We, the Symposium co-ordinators, organised these filmed sessions in July 2015 for the benefit of those who could not attend in person, but also for posterity. Many speakers shared their thoughts on this enduring Fortean case, as did many audience members. Throughout a pleasant and well-mannered but very long day many people contributed their personal experiences of a paranormal nature, and those of friends and colleagues who were not/were also present, and who perhaps felt awkward speaking out in public. These narratives, recollections and reflections deserve to be shared with the world at large, for generations to come. They are vital to increasing comprehension and contextualisation of phenomena which have over the last 45 years become the subject of so much disinformation. How else will serious researchers in the future be able to draw objective conclusions? Even if the Symposium helps objectify matters a bit, it has helped.

We aimed to create a special day, with questions from around the world invited, where the reality of the Highgate entity – vampire or not – could be openly debated.

The atmosphere was a refreshing blend of old and new tales, and broke down many social boundaries. Everyone present, including those connected with Highgate Cemetery itself, seemed to feel that this was a positive achievement. Our published feedback reflects that, as did the calibre of our speakers and attendees. Although of course many guests doubtless left holding their own counsel (and so they should), so many people openly discussing the apparently very real – and enduring – supernatural phenomena within Highgate Cemetery and in Swains Lane was a real watershed. That not one of the hundred and thirty plus people present openly took the vampire theory seriously – and we provided ample opportunity for them to do so, in a respectful environment – says a lot.

Predictably, a packed theatre of people (many with a long standing personal and/or academic interest in the case) dismissing the vampire angle, with many deferring to the organically statistical probability that something supernatural, but not blood-sucking, haunts or haunted certain locations in Highgate, seems to have unsettled our most hardened critic.

Although we do not know what exactly Sean Manchester has taken umbrage with regarding our video, we strongly suspect that it is simply this:

Our compere, Paul Adams, who is entrusted with cataloguing vast amounts of paperwork inherited from the late Peter Underwood, was kind enough to share with our audience a bizarre black and white print. This photograph clearly depicts a rather theatrically inclined man in a suit, with delicate fingers, posing Lon Chaney-style, and sporting a skull mask, of the type which many of us will have seen over the last few months as Hallowe’en merchandise has bombarded our high streets. A basic transparency effect has been achieved, in an attempt to give the man in the photo a supernatural appearance. The image belongs to the estate of Peter Underwood, and has no photographic credit attached to it.
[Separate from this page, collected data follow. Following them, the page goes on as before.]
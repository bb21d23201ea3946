//! Dominator and dominance-frontier computation.
//!
//! # Theory
//!
//! A block `d` **dominates** a block `n` if every path from the entry to `n`
//! passes through `d`. The **immediate dominator** of `n` is the unique
//! closest strict dominator; making each block's immediate dominator its
//! parent yields the dominator tree, rooted at the entry.
//!
//! # Algorithm
//!
//! Immediate dominators are computed iteratively over reverse postorder:
//! every block starts unknown except the entry (which dominates itself), and
//! each pass intersects the dominator chains of the already-processed
//! predecessors by walking immediate-dominator links to a common ancestor,
//! comparing positions by postorder index. Each block's value can only move
//! up the tree, so the iteration is monotone and bounded by the block count.
//!
//! Dominance frontiers are then built in two parts: the local part (a CFG
//! successor not immediately dominated by the block joins its frontier) and
//! the propagated part (walking the dominator tree in postorder, a frontier
//! member of an immediately dominated child that the block does not strictly
//! dominate joins the block's frontier as well).
//!
//! Results are written in place: each block's dominator bit-set, immediate
//! dominator, and frontier bit-set.

use fixedbitset::FixedBitSet;

use crate::{
    mir::{BlockId, MirMethod},
    Error, Result,
};

/// Iteration cap for the dominator fixed point in debug builds. The
/// algorithm is bounded by the block count; exceeding the cap means the
/// monotonicity invariant was broken.
#[cfg(debug_assertions)]
const MAX_DOMINATOR_PASSES: usize = 4;

/// Computes immediate dominators, dominator bit-sets, and dominance
/// frontiers for every reachable block.
///
/// Requires the DFS ordering; hidden blocks get no dominator and no
/// frontier.
///
/// # Errors
///
/// Returns [`Error::InvariantViolation`] if the DFS ordering is missing, and
/// [`Error::FixedPointDiverged`] if the iteration fails to settle within the
/// debug-build cap.
pub fn compute_dominators(method: &mut MirMethod) -> Result<()> {
    let dfs = method.dfs_order()?;
    let rpo = dfs.reverse_postorder();
    let postorder_index: Vec<Option<usize>> = (0..method.block_count())
        .map(|i| dfs.postorder_index(BlockId::new(u32::try_from(i).unwrap_or(u32::MAX))))
        .collect();

    let entry = method.entry();
    let block_count = method.block_count();

    // Immediate dominators, entry mapped to itself while iterating.
    let mut idom: Vec<Option<BlockId>> = vec![None; block_count];
    idom[entry.index()] = Some(entry);

    let preds: Vec<Vec<BlockId>> = (0..block_count)
        .map(|i| {
            method
                .block(BlockId::new(u32::try_from(i).unwrap_or(u32::MAX)))
                .map(|b| b.predecessors().to_vec())
                .unwrap_or_default()
        })
        .collect();

    let intersect = |idom: &[Option<BlockId>], mut a: BlockId, mut b: BlockId| -> BlockId {
        // Walk the chains toward the entry; lower postorder index means
        // deeper in the tree.
        loop {
            let pa = postorder_index[a.index()].unwrap_or(0);
            let pb = postorder_index[b.index()].unwrap_or(0);
            if pa == pb {
                return a;
            }
            if pa < pb {
                a = idom[a.index()].unwrap_or(a);
            } else {
                b = idom[b.index()].unwrap_or(b);
            }
        }
    };

    let mut changed = true;
    let mut passes = 0usize;
    while changed {
        changed = false;
        passes += 1;
        #[cfg(debug_assertions)]
        if passes > block_count.max(MAX_DOMINATOR_PASSES) {
            return Err(Error::FixedPointDiverged { passes });
        }
        for &block in rpo.iter().skip(1) {
            let mut new_idom: Option<BlockId> = None;
            for &pred in &preds[block.index()] {
                if idom[pred.index()].is_none() {
                    continue;
                }
                new_idom = Some(match new_idom {
                    None => pred,
                    Some(current) => intersect(&idom, pred, current),
                });
            }
            if new_idom.is_some() && idom[block.index()] != new_idom {
                idom[block.index()] = new_idom;
                changed = true;
            }
        }
    }
    let _ = passes;

    for &block in &rpo {
        if idom[block.index()].is_none() {
            return Err(Error::invariant(
                block,
                "reachable block has no immediate dominator",
            ));
        }
    }

    // Publish immediate dominators; the entry's is exposed as None.
    for &block in &rpo {
        let value = if block == entry {
            None
        } else {
            idom[block.index()]
        };
        if let Some(b) = method.block_mut(block) {
            b.idom = value;
        }
    }

    // Dominator bit-sets: dom(b) = dom(idom(b)) ∪ {b}, filled in reverse
    // postorder so the parent set is always complete first.
    for &block in &rpo {
        let mut set = if block == entry {
            FixedBitSet::with_capacity(block_count)
        } else {
            let parent = idom[block.index()].unwrap_or(entry);
            method
                .block(parent)
                .map(|b| b.dominators.clone())
                .unwrap_or_else(|| FixedBitSet::with_capacity(block_count))
        };
        if set.len() < block_count {
            set.grow(block_count);
        }
        set.insert(block.index());
        if let Some(b) = method.block_mut(block) {
            b.dominators = set;
        }
    }

    compute_dominance_frontiers(method, &rpo)?;
    Ok(())
}

/// Builds the two-part dominance frontiers. Blocks must already carry their
/// immediate dominators and dominator bit-sets.
fn compute_dominance_frontiers(method: &mut MirMethod, rpo: &[BlockId]) -> Result<()> {
    let block_count = method.block_count();
    let mut frontiers: Vec<FixedBitSet> = (0..block_count)
        .map(|_| FixedBitSet::with_capacity(block_count))
        .collect();

    // Local part: successors not immediately dominated by this block.
    for &block in rpo {
        let succs: Vec<BlockId> = method
            .block(block)
            .map(|b| b.successors().collect())
            .unwrap_or_default();
        for succ in succs {
            let succ_idom = method.block(succ).and_then(|b| b.immediate_dominator());
            if succ_idom != Some(block) {
                frontiers[block.index()].insert(succ.index());
            }
        }
    }

    // Propagated part: walk the dominator tree in postorder (children have
    // lower postorder indices than their parents, so plain CFG postorder
    // visits children first).
    let postorder: Vec<BlockId> = rpo.iter().rev().copied().collect();
    for &block in &postorder {
        let children: Vec<BlockId> = postorder
            .iter()
            .copied()
            .filter(|c| {
                method
                    .block(*c)
                    .and_then(|b| b.immediate_dominator())
                    .map(|i| i == block)
                    .unwrap_or(false)
            })
            .collect();
        for child in children {
            let child_frontier = frontiers[child.index()].clone();
            for member in child_frontier.ones() {
                if !strictly_dominates_index(method, block, member) {
                    frontiers[block.index()].insert(member);
                }
            }
        }
    }

    for &block in rpo {
        let frontier = std::mem::take(&mut frontiers[block.index()]);
        method
            .block_mut(block)
            .ok_or_else(|| Error::invariant(block, "block vanished during frontier computation"))?
            .dominance_frontier = frontier;
    }
    Ok(())
}

fn strictly_dominates_index(method: &MirMethod, a: BlockId, b_index: usize) -> bool {
    if a.index() == b_index {
        return false;
    }
    method
        .block(BlockId::new(u32::try_from(b_index).unwrap_or(u32::MAX)))
        .map(|b| b.dominators.contains(a.index()))
        .unwrap_or(false)
}

/// Returns `true` if `a` dominates `b` (a block dominates itself).
///
/// Requires [`compute_dominators`] to have run.
#[must_use]
pub fn dominates(method: &MirMethod, a: BlockId, b: BlockId) -> bool {
    method
        .block(b)
        .map(|block| block.dominators.contains(a.index()))
        .unwrap_or(false)
}

/// Returns the dominator-tree children of `block`.
#[must_use]
pub fn dominator_children(method: &MirMethod, block: BlockId) -> Vec<BlockId> {
    method
        .blocks()
        .filter(|b| !b.is_hidden() && b.id() != block)
        .filter(|b| b.immediate_dominator() == Some(block))
        .map(crate::mir::BasicBlock::id)
        .collect()
}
It was therefore rightly credited to Underwood’s estate in the video. It allegedly depicts a real life vampire, caught on camera, in Highgate Cemetery. Supposedly it is a zoom of a much larger photograph. Although for obvious reasons we will not be reproducing this photograph here, those present on the day of the Symposium and those who saw the unedited film before it was removed by YouTube will recall the natural hilarity of the audience in response to what is instantly recognisable as a blatant fake.

It is fair to note that the photograph is very similar in terms of technique to a photograph which has intermittently appeared on Sean Manchester’s personal blog, accredited to him, demonstrating his use of such transparency techniques. The photograph he claims credit for appears to have been taken in Waterlow Park, with Highgate Cemetery East visible in the background, and depicts a sinister transparent figure which is described as representative of a supernatural entity sighted around Highgate. Manchester has indicated that this photograph was created as a piece of art by himself during the late 1960s or early 1970s, when he was pursuing a career as a photographer.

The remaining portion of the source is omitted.